Purpose and Scope of Services

The purposes of this engineering service were to evaluate the general subsurface conditions (soil, rock, subsurface water) within the Project limits by drilling exploratory boring, conduct tests on samples recovered during drilling of the exploratory boring, analyze and evaluate the test data, perform engineering analyses using the data analyzed and evaluated from the field and laboratory programs to develop geotechnical engineering recommendations and guidelines with respect to:

• Site conditions as applicable; • Earthwork as applicable;

• Subsurface Stratigraphy; • Foundation design and construction;

• Subsurface water conditions; • Estimate of foundation settlement; and

• Potential for soil expansion-contraction; • Pavement recommendations; The scope of services was performed in general accordance with Exhibit A of our Agreement for Services.

PROJECT INFORMATION

The following information was provided to us by the Client, design professionals working on the Project, or was collected by our firm:


Project Location

The Project is located on approximately 0.27 acres on the north side of City Base Landing Road, approximately 800 feet west of its intersection with Goliad Road, southwest of the Holiday Inn Express in San Antonio, Texas. The general vicinity of the Project is illustrated on Exhibit 1, the Project Location Map.

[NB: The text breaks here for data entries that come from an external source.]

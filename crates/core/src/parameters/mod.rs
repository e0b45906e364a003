//! Parameter management types and utilities
//!
//! This module provides the parameter store and the health self-test
//! parameter definitions. Persisting values is left to the platform.

pub mod error;
pub mod health;
pub mod storage;

pub use error::ParameterError;
pub use health::{HealthParams, HealthTriggers};
pub use storage::{ParamFlags, ParamMetadata, ParamValue, ParameterStore, MAX_PARAMS, PARAM_NAME_LEN};
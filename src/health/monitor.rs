//! Per-tick self-test driver
//!
//! Ties the parameter store to the sequencer: each tick the edge-trigger
//! parameters are consumed, threshold and PWM overrides are refreshed, and
//! one sequencer step runs when a test is active. Events from the step are
//! logged through [`report`](super::report).

use embedded_hal::delay::DelayNs;
use flight_health_core::health::{
    AccelSample, HealthConfig, HealthEvent, HealthSequencer, HealthTelemetry, TestState,
    MAX_HEALTH_EVENTS,
};
use flight_health_core::parameters::{HealthParams, ParameterError, ParameterStore};
use flight_health_core::traits::HealthPlatform;
use heapless::Vec;

use super::report;

/// Self-test runner owned by the control loop
pub struct HealthMonitor {
    sequencer: HealthSequencer,
}

impl HealthMonitor {
    /// Register the health parameters and build the sequencer
    ///
    /// Values already in the store (e.g. loaded from flash) override the
    /// matching fields of `config`.
    pub fn new(store: &mut ParameterStore, mut config: HealthConfig) -> Result<Self, ParameterError> {
        HealthParams::register_defaults(store)?;
        HealthParams::from_store(store).apply_to(&mut config);

        if config.run_prop_test_at_startup {
            crate::log_info!("Health: propeller test scheduled at startup");
        }

        Ok(Self {
            sequencer: HealthSequencer::new(config),
        })
    }

    /// Run one control tick
    ///
    /// # Arguments
    ///
    /// * `store` - Parameter store holding the health parameters
    /// * `sample` - Accelerometer reading of this tick
    /// * `platform` - Motors, accelerometer mode, battery and profiles
    /// * `delay` - Blocking delay for feedback beeps
    ///
    /// # Returns
    ///
    /// Events produced by this tick (empty when idle)
    pub fn tick<D: DelayNs>(
        &mut self,
        store: &mut ParameterStore,
        sample: &AccelSample,
        platform: &mut dyn HealthPlatform,
        delay: &mut D,
    ) -> Result<Vec<HealthEvent, MAX_HEALTH_EVENTS>, ParameterError> {
        let triggers = HealthParams::take_triggers(store)?;
        if triggers.prop_test {
            self.sequencer.request_prop_test();
        }
        if triggers.bat_test {
            self.sequencer.request_bat_test();
        }

        let mut config = *self.sequencer.config();
        HealthParams::from_store(store).apply_to(&mut config);
        self.sequencer.set_config(config);

        if !self.sequencer.shall_we_run() {
            return Ok(Vec::new());
        }

        let events = self.sequencer.run_tests(sample, platform, delay);
        report::report_events(&events);
        Ok(events)
    }

    /// Enter the battery soak phase (one idle period, then one battery test)
    pub fn start_battery_soak(&mut self) {
        crate::log_info!("Health: battery soak started");
        self.sequencer.start_battery_soak();
    }

    /// Whether a test is in progress
    pub fn is_running(&self) -> bool {
        self.sequencer.state() != TestState::Done
    }

    pub fn state(&self) -> TestState {
        self.sequencer.state()
    }

    /// Latest self-test results
    pub fn telemetry(&self) -> &HealthTelemetry {
        self.sequencer.telemetry()
    }

    pub fn sequencer(&self) -> &HealthSequencer {
        &self.sequencer
    }
}
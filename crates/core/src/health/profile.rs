//! Per-motor test timing profiles
//!
//! Motor and propeller combinations have different spin-up transients, so
//! the on/off timing and the start of the sample window are per-profile
//! values rather than constants. All times are in control ticks (1 kHz).

/// Timing and drive levels for one motor's health test
#[derive(Debug, Clone, Copy, PartialEq, Eq)]
pub struct MotorTestProfile {
    /// Ticks the motor is energized
    pub on_period_msec: u32,
    /// Ticks the motor coasts before the next motor starts
    pub off_period_msec: u32,
    /// PWM ratio for the propeller test (0 = not usable without override)
    pub on_period_pwm_ratio_prop: u16,
    /// PWM ratio for the battery test (0 = not usable without override)
    pub on_period_pwm_ratio_bat: u16,
    /// Tick at which the sample window opens, skipping the spin-up transient
    pub variance_measurement_start_msec: i32,
}

impl MotorTestProfile {
    /// Brushed coreless motors: short burst, window starts immediately
    pub const BRUSHED: Self = Self {
        on_period_msec: 50,
        off_period_msec: 950,
        on_period_pwm_ratio_prop: 0xFFFF,
        on_period_pwm_ratio_bat: 40000,
        variance_measurement_start_msec: 0,
    };

    /// Brushless motors: longer run, window opens after one second of spin-up.
    /// ESC ranges differ too much for a default ratio, so the PWM overrides
    /// must be configured.
    pub const BRUSHLESS: Self = Self {
        on_period_msec: 2000,
        off_period_msec: 1000,
        on_period_pwm_ratio_prop: 0,
        on_period_pwm_ratio_bat: 0,
        variance_measurement_start_msec: 1000,
    };

    /// Ticks spent on one motor before advancing to the next
    #[inline]
    pub const fn cycle_ticks(&self) -> u32 {
        self.on_period_msec + self.off_period_msec
    }

    /// Propeller test ratio, preferring a nonzero override
    #[inline]
    pub fn prop_ratio(&self, override_ratio: u16) -> u16 {
        if override_ratio > 0 {
            override_ratio
        } else {
            self.on_period_pwm_ratio_prop
        }
    }

    /// Battery test ratio, preferring a nonzero override
    #[inline]
    pub fn bat_ratio(&self, override_ratio: u16) -> u16 {
        if override_ratio > 0 {
            override_ratio
        } else {
            self.on_period_pwm_ratio_bat
        }
    }
}

impl Default for MotorTestProfile {
    fn default() -> Self {
        Self::BRUSHED
    }
}
//! Parameter Storage Types
//!
//! Provides the `ParameterStore` holding externally settable configuration.
//! Values written by a ground station or telemetry link land here; the
//! health runner reads them once per tick. Entries flagged `PERSISTENT`
//! are listed by [`ParameterStore::iter_persistent`] for the platform's
//! Flash writer.

use super::error::ParameterError;
use bitflags::bitflags;
use heapless::index_map::FnvIndexMap;
use heapless::String;

/// Maximum parameter name length
pub const PARAM_NAME_LEN: usize = 16;

/// Maximum number of parameters
pub const MAX_PARAMS: usize = 32;

bitflags! {
    /// Parameter flags
    #[derive(Debug, Clone, Copy, PartialEq, Eq)]
    pub struct ParamFlags: u8 {
        /// Parameter is read-only (cannot be modified externally)
        const READ_ONLY = 0b00000010;
        /// Parameter survives restarts (saved to Flash)
        const PERSISTENT = 0b00000100;
    }
}

/// Parameter value types
#[derive(Debug, Clone, Copy, PartialEq)]
pub enum ParamValue {
    /// Boolean parameter
    Bool(bool),
    /// 32-bit signed integer (also carries u8/u16 parameters)
    Int(i32),
    /// 32-bit floating point
    Float(f32),
}

impl ParamValue {
    /// Get type discriminant for serialization
    pub fn type_id(&self) -> u8 {
        match self {
            ParamValue::Bool(_) => 1,
            ParamValue::Int(_) => 2,
            ParamValue::Float(_) => 3,
        }
    }

    /// Whether the value is nonzero / true
    pub fn is_set(&self) -> bool {
        match self {
            ParamValue::Bool(v) => *v,
            ParamValue::Int(v) => *v != 0,
            ParamValue::Float(v) => *v != 0.0,
        }
    }

    /// Numeric view as f32
    pub fn as_f32(&self) -> f32 {
        match self {
            ParamValue::Bool(v) => *v as u8 as f32,
            ParamValue::Int(v) => *v as f32,
            ParamValue::Float(v) => *v,
        }
    }
}

/// Parameter metadata
#[derive(Debug, Clone)]
pub struct ParamMetadata {
    /// Parameter flags
    pub flags: ParamFlags,
    /// Inclusive numeric bounds accepted by [`ParameterStore::set`]
    pub min: f32,
    pub max: f32,
}

impl ParamMetadata {
    fn accepts(&self, value: &ParamValue) -> bool {
        let v = value.as_f32();
        v >= self.min && v <= self.max
    }
}

/// Parameter store for configuration management
///
/// Stores parameters as key-value pairs with metadata (flags). A value can
/// only be replaced by a value of the same variant.
pub struct ParameterStore {
    /// Parameter values
    parameters: FnvIndexMap<String<PARAM_NAME_LEN>, ParamValue, MAX_PARAMS>,
    /// Parameter metadata
    metadata: FnvIndexMap<String<PARAM_NAME_LEN>, ParamMetadata, MAX_PARAMS>,
    /// Dirty flag (a persistent parameter needs a Flash write)
    dirty: bool,
}

fn make_key(name: &str) -> Result<String<PARAM_NAME_LEN>, ParameterError> {
    let mut key = String::<PARAM_NAME_LEN>::new();
    key.push_str(name)
        .map_err(|_| ParameterError::InvalidConfig)?;
    Ok(key)
}

impl ParameterStore {
    /// Create a new empty parameter store
    pub fn new() -> Self {
        Self {
            parameters: FnvIndexMap::new(),
            metadata: FnvIndexMap::new(),
            dirty: false,
        }
    }

    /// Get parameter value
    pub fn get(&self, name: &str) -> Option<&ParamValue> {
        let key = make_key(name).ok()?;
        self.parameters.get(&key)
    }

    /// Set parameter value from an external writer
    ///
    /// Rejects unknown names, read-only parameters, type changes and
    /// values outside the registered bounds; the previous value is kept.
    /// Marks the store dirty when a persistent parameter changes.
    pub fn set(&mut self, name: &str, value: ParamValue) -> Result<(), ParameterError> {
        let key = make_key(name)?;

        let current = self
            .parameters
            .get(&key)
            .ok_or(ParameterError::InvalidConfig)?;
        if current.type_id() != value.type_id() {
            return Err(ParameterError::TypeMismatch);
        }

        let meta = self.metadata.get(&key).ok_or(ParameterError::InvalidConfig)?;
        if meta.flags.contains(ParamFlags::READ_ONLY) {
            return Err(ParameterError::ReadOnly);
        }
        if !meta.accepts(&value) {
            return Err(ParameterError::InvalidConfig);
        }

        let flags = meta.flags;
        self.store_value(key, value, flags);
        Ok(())
    }

    /// Overwrite a value from the owning subsystem
    ///
    /// Unlike [`set`](Self::set), read-only parameters may be updated;
    /// used to reset edge-trigger parameters after they are consumed.
    pub fn update_internal(&mut self, name: &str, value: ParamValue) -> Result<(), ParameterError> {
        let key = make_key(name)?;
        let flags = self
            .metadata
            .get(&key)
            .map(|meta| meta.flags)
            .ok_or(ParameterError::InvalidConfig)?;
        self.store_value(key, value, flags);
        Ok(())
    }

    fn store_value(&mut self, key: String<PARAM_NAME_LEN>, value: ParamValue, flags: ParamFlags) {
        if let Some(slot) = self.parameters.get_mut(&key) {
            if *slot != value && flags.contains(ParamFlags::PERSISTENT) {
                self.dirty = true;
            }
            *slot = value;
        }
    }

    /// Register a new parameter with default value and flags
    ///
    /// If the parameter already exists, this is a no-op (idempotent).
    pub fn register(
        &mut self,
        name: &str,
        default_value: ParamValue,
        flags: ParamFlags,
    ) -> Result<(), ParameterError> {
        self.register_bounded(name, default_value, flags, f32::NEG_INFINITY, f32::INFINITY)
    }

    /// Register a parameter whose external writes must lie in `min..=max`
    pub fn register_bounded(
        &mut self,
        name: &str,
        default_value: ParamValue,
        flags: ParamFlags,
        min: f32,
        max: f32,
    ) -> Result<(), ParameterError> {
        let key = make_key(name)?;

        if self.parameters.contains_key(&key) {
            // Already exists, don't overwrite
            return Ok(());
        }

        self.parameters
            .insert(key.clone(), default_value)
            .map_err(|_| ParameterError::StoreFull)?;
        self.metadata
            .insert(key, ParamMetadata { flags, min, max })
            .map_err(|_| ParameterError::StoreFull)?;
        Ok(())
    }

    /// Iterate over persistent parameters as (name, value) pairs
    ///
    /// Used by Flash persistence for serialization.
    pub fn iter_persistent(&self) -> impl Iterator<Item = (&String<PARAM_NAME_LEN>, &ParamValue)> {
        self.parameters.iter().filter(|(name, _)| {
            self.metadata
                .get(*name)
                .map(|meta| meta.flags.contains(ParamFlags::PERSISTENT))
                .unwrap_or(false)
        })
    }

    /// Check if store has unsaved persistent changes
    pub fn is_dirty(&self) -> bool {
        self.dirty
    }

    /// Clear dirty flag (called after successful flash save)
    pub fn clear_dirty(&mut self) {
        self.dirty = false;
    }
}

impl Default for ParameterStore {
    fn default() -> Self {
        Self::new()
    }
}

#[cfg(test)]
mod tests {
    use super::*;

    #[test]
    fn test_parameter_store_register_and_get() {
        let mut store = ParameterStore::new();
        store
            .register("TEST", ParamValue::Int(42), ParamFlags::empty())
            .unwrap();
        assert_eq!(store.get("TEST"), Some(&ParamValue::Int(42)));
    }

    #[test]
    fn test_parameter_store_set_unknown() {
        let mut store = ParameterStore::new();
        assert_eq!(
            store.set("UNKNOWN", ParamValue::Int(1)),
            Err(ParameterError::InvalidConfig)
        );
    }

    #[test]
    fn test_parameter_store_name_too_long() {
        let mut store = ParameterStore::new();
        assert_eq!(
            store.register("A_VERY_LONG_PARAMETER", ParamValue::Int(1), ParamFlags::empty()),
            Err(ParameterError::InvalidConfig)
        );
        assert_eq!(store.get("A_VERY_LONG_PARAMETER"), None);
    }

    #[test]
    fn test_parameter_store_type_mismatch() {
        let mut store = ParameterStore::new();
        store
            .register("THR", ParamValue::Float(1.0), ParamFlags::empty())
            .unwrap();
        assert_eq!(
            store.set("THR", ParamValue::Int(2)),
            Err(ParameterError::TypeMismatch)
        );
        assert_eq!(store.get("THR"), Some(&ParamValue::Float(1.0)));
    }

    #[test]
    fn test_parameter_store_register_idempotent() {
        let mut store = ParameterStore::new();
        store
            .register("TEST", ParamValue::Int(42), ParamFlags::empty())
            .unwrap();
        store.set("TEST", ParamValue::Int(100)).unwrap();
        // Re-register should not overwrite
        store
            .register("TEST", ParamValue::Int(42), ParamFlags::empty())
            .unwrap();
        assert_eq!(store.get("TEST"), Some(&ParamValue::Int(100)));
    }

    #[test]
    fn test_dirty_only_for_persistent_changes() {
        let mut store = ParameterStore::new();
        store
            .register("VOLATILE", ParamValue::Int(0), ParamFlags::empty())
            .unwrap();
        store
            .register("SAVED", ParamValue::Float(1.0), ParamFlags::PERSISTENT)
            .unwrap();
        assert!(!store.is_dirty());

        store.set("VOLATILE", ParamValue::Int(1)).unwrap();
        assert!(!store.is_dirty());

        // Same value is not a change
        store.set("SAVED", ParamValue::Float(1.0)).unwrap();
        assert!(!store.is_dirty());

        store.set("SAVED", ParamValue::Float(2.0)).unwrap();
        assert!(store.is_dirty());
        store.clear_dirty();
        assert!(!store.is_dirty());
    }

    #[test]
    fn test_iter_persistent() {
        let mut store = ParameterStore::new();
        store
            .register("A", ParamValue::Int(1), ParamFlags::PERSISTENT)
            .unwrap();
        store
            .register("B", ParamValue::Int(2), ParamFlags::empty())
            .unwrap();
        let names: heapless::Vec<_, MAX_PARAMS> =
            store.iter_persistent().map(|(name, _)| name.as_str()).collect();
        assert_eq!(names.as_slice(), &["A"]);
    }

    #[test]
    fn test_bounded_set_keeps_previous_value() {
        let mut store = ParameterStore::new();
        store
            .register_bounded("PWM", ParamValue::Int(0), ParamFlags::PERSISTENT, 0.0, 65535.0)
            .unwrap();
        store.set("PWM", ParamValue::Int(30000)).unwrap();
        store.clear_dirty();

        assert_eq!(
            store.set("PWM", ParamValue::Int(70000)),
            Err(ParameterError::InvalidConfig)
        );
        assert_eq!(
            store.set("PWM", ParamValue::Int(-1)),
            Err(ParameterError::InvalidConfig)
        );
        assert_eq!(store.get("PWM"), Some(&ParamValue::Int(30000)));
        assert!(!store.is_dirty());

        // Bounds are inclusive
        store.set("PWM", ParamValue::Int(65535)).unwrap();
        assert_eq!(store.get("PWM"), Some(&ParamValue::Int(65535)));
    }

    #[test]
    fn test_parameter_read_only() {
        let mut store = ParameterStore::new();
        store
            .register("READONLY", ParamValue::Int(42), ParamFlags::READ_ONLY)
            .unwrap();
        assert_eq!(
            store.set("READONLY", ParamValue::Int(100)),
            Err(ParameterError::ReadOnly)
        );

        store
            .update_internal("READONLY", ParamValue::Int(100))
            .unwrap();
        assert_eq!(store.get("READONLY"), Some(&ParamValue::Int(100)));
    }

    #[test]
    fn test_param_value_helpers() {
        assert!(ParamValue::Int(1).is_set());
        assert!(!ParamValue::Int(0).is_set());
        assert!(ParamValue::Bool(true).is_set());
        assert!(!ParamValue::Float(0.0).is_set());
        assert_eq!(ParamValue::Int(3).as_f32(), 3.0);
        assert_eq!(ParamValue::Bool(true).as_f32(), 1.0);
    }
}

Project The project will involve design and construction of a single story veterinary clinic.

Current Site Conditions The Project site is currently an undeveloped tract of land with vegetation and brush across the site.

Current Topography Based on our visual observations, the site appeared to be relatively flat and level.

Proposed Topography

Proposed grades and the finished floor elevations (FFE) were not available to us at the time this report was prepared. For our recommendations, we have assumed that the FFE is near the existing grade. Drash should be contacted to re-evaluate the recommendations, once the FFE becomes available.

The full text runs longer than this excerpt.